James Allan died on 27 January 1938 and Wairuna was acquired by the Presbyterian Church on 16 March 1943. The building was used as a hostel from 1939 until 1972, then as a Home Mission Training Institute and in 1977 was used as a Uniting Church manse. During the period of church ownership many internal partitions were added and the bathroom facilities were extended. A church hall was constructed on the site of the former tennis court. Subdivision followed and the church was sold into private ownership in about 1984.

== Description ==
Wairuna is a substantial mostly one storeyed elevated timber building on a prominent site in Hampstead Road, Highgate Hill. The building has a complex steeply pitched hipped and gabled roof clad with red Marseilles patterned terracotta roof tiles. Gabled projections on the roof give external expression to bay windows and other projections which would otherwise be concealed by verandahs. The gabled projections on the roof are clad with a variety of small terracotta tiles or horizontal timber boarding. The projections have decorative bargeboards partially infilled with either vertical timber battening or cross braced timber members.

The building is timber framed and clad with horizontal beaded boarding. Tall rectangular stuccoed chimney stacks with simple cut out decorative motif below the cap. The building is lined on the northern facade, facing toward the central business district, with a wide timber framed verandah. The verandah has rectangular timber posts, a simple vertical battened balustrade. The verandahs are lined with timber louvred screen and latticing. The pitch of the roof becomes more shallow over the verandahs.

Pedestrian entrance to the house is via a set of secured concrete stairs from Hampstead Road which curve up to a lawned terrace in front of the northern facade of the house. From this timber steps lead to a double timber latticed door in a small diagonally placed porch projecting from the verandah. This north eastern end of the verandah expands to form a large open piazza area. From the piazza access is provided to a double timber entrance door, flanked by leadlight sidelights and surmounted by a rectangular transom, also glazed with leadlight. From here, a small entrance vestibule is separated from the entrance hall by a colonnade.

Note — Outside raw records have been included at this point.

//! Retrieve property persistence — the `prop/file-props.json` side-file.

use std::path::{Path, PathBuf};

use anyhow::{Context, Result};
use serde::{Deserialize, Serialize};

use crate::component::ComponentKey;

const PROP_DIR: &str = "prop";
const PROP_FILE: &str = "file-props.json";

/// Server-reported metadata for one retrieved component. Audit fields are
/// carried for the side-file but unused by the diff core.
#[derive(Debug, Clone, PartialEq, Eq, Serialize, Deserialize)]
#[serde(rename_all = "camelCase")]
pub struct FileProperties {
    pub full_name: String,
    #[serde(rename = "type")]
    pub type_name: String,
    pub last_modified_date: String,
    #[serde(default, skip_serializing_if = "Option::is_none")]
    pub id: Option<String>,
    #[serde(default, skip_serializing_if = "Option::is_none")]
    pub file_name: Option<String>,
    #[serde(default, skip_serializing_if = "Option::is_none")]
    pub created_by_name: Option<String>,
    #[serde(default, skip_serializing_if = "Option::is_none")]
    pub last_modified_by_name: Option<String>,
}

impl FileProperties {
    pub fn key(&self) -> ComponentKey {
        ComponentKey::new(self.type_name.clone(), self.full_name.clone())
    }
}

/// On-disk shape of the side-file: the selected path plus the most recent
/// retrieve's properties.
#[derive(Debug, Clone, Serialize, Deserialize)]
#[serde(rename_all = "camelCase")]
pub struct PropertyFile {
    pub component_path: PathBuf,
    pub file_properties: Vec<FileProperties>,
}

impl PropertyFile {
    /// Write under `{cache_path}/prop/file-props.json`, creating the
    /// directory. Write failures propagate.
    pub fn save(&self, cache_path: &Path) -> Result<PathBuf> {
        let prop_dir = cache_path.join(PROP_DIR);
        std::fs::create_dir_all(&prop_dir)
            .with_context(|| format!("failed to create {}", prop_dir.display()))?;
        let path = prop_dir.join(PROP_FILE);
        let contents = serde_json::to_string_pretty(self)?;
        std::fs::write(&path, contents)
            .with_context(|| format!("failed to write {}", path.display()))?;
        Ok(path)
    }

    pub fn load(cache_path: &Path) -> Result<Self> {
        let path = cache_path.join(PROP_DIR).join(PROP_FILE);
        let contents = std::fs::read_to_string(&path)
            .with_context(|| format!("failed to read {}", path.display()))?;
        serde_json::from_str(&contents)
            .with_context(|| format!("failed to parse {}", path.display()))
    }
}
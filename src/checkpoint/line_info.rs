//! Source line information from the Apex language-server collaborator.
//!
//! Checkpoints can only be created on lines the compiler considers
//! breakpoint-valid, and the remote overlay record wants the top-level type
//! name rather than a file path; both come from here.

use std::path::PathBuf;
use std::time::Duration;

use anyhow::{Context, Result};
use async_trait::async_trait;
use serde::{Deserialize, Serialize};

/// Valid checkpoint lines plus the top-level type for one source file.
#[derive(Debug, Clone, Serialize, Deserialize)]
pub struct LineBreakpointInfo {
    pub uri: String,
    #[serde(rename = "typeref")]
    pub type_ref: String,
    pub lines: Vec<u32>,
}

/// Find the info record for a source path.
pub fn info_for<'a>(
    infos: &'a [LineBreakpointInfo],
    source_path: &str,
) -> Option<&'a LineBreakpointInfo> {
    infos.iter().find(|info| info.uri == source_path)
}

#[async_trait]
pub trait LineInfoProvider: Send + Sync {
    /// Resolves once the collaborator has published line info. May pend
    /// forever; callers compose their own deadline around it.
    async fn line_breakpoint_info(&self) -> Result<Vec<LineBreakpointInfo>>;
}

/// Provider backed by a JSON file the language server writes as it finishes
/// indexing. Polls until the file appears.
pub struct FileLineInfoProvider {
    path: PathBuf,
    poll_interval: Duration,
}

impl FileLineInfoProvider {
    pub fn new(path: PathBuf) -> Self {
        Self {
            path,
            poll_interval: Duration::from_millis(100),
        }
    }
}

#[async_trait]
impl LineInfoProvider for FileLineInfoProvider {
    async fn line_breakpoint_info(&self) -> Result<Vec<LineBreakpointInfo>> {
        loop {
            match tokio::fs::read_to_string(&self.path).await {
                Ok(raw) => {
                    return serde_json::from_str(&raw)
                        .with_context(|| format!("failed to parse {}", self.path.display()));
                }
                Err(e) if e.kind() == std::io::ErrorKind::NotFound => {
                    tokio::time::sleep(self.poll_interval).await;
                }
                Err(e) => {
                    return Err(e)
                        .with_context(|| format!("failed to read {}", self.path.display()));
                }
            }
        }
    }
}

Internally the building has timber boarded floors, vertical timber boarded walls and ceilings clad with decorative pressed metal sheeting. The interior is arranged around a large central space comprising the entrance hall and a large conservatory hall to the west of the hall and linked by a short hallway. Both of these central rooms have large clerestory windows, providing natural light to what would otherwise be quite dark central rooms. Surrounding these rooms and accessed from them are a number of rooms including a drawing room, dining room, study, three bedrooms along with a number of smaller ancillary rooms including a servant's bedroom, bathroom and toilet, kitchen, serving pantry and scullery. Access is provided to two stairs from the conservatory, one internal timber stair and, quite near this, at the western end of the house, an external stair, leading to a rear terrace. Most internal timber doors, which are generally four panelled, are surmounted by operable transom lights. The internal rooms are generally generously sized spaces and the interior is a substantially intact late nineteenth century residence, although many of the service areas have been refitted with modern facilities.

== Heritage listing ==
Wairuna was listed on the Queensland Heritage Register on 21 October 1992 having satisfied the following criteria.

The place is important in demonstrating the evolution or pattern of Queensland's history.

Wairuna is a substantial timber residence, constructed between 1896 and 1900, and demonstrates the growth of South Brisbane during this period when many large residences were erected.

The place is important in demonstrating the principal characteristics of a particular class of cultural places.

The building is a good example of the work of Robin Dods, adapting Arts and Crafts design philosophy with the climatic constraints posed by sub-tropical dwelling.

The place has a special association with the life or work of a particular person, group or organisation of importance in Queensland's history.

The building has special associations with Robin Dods, the architect and with James Allan for whom it was constructed.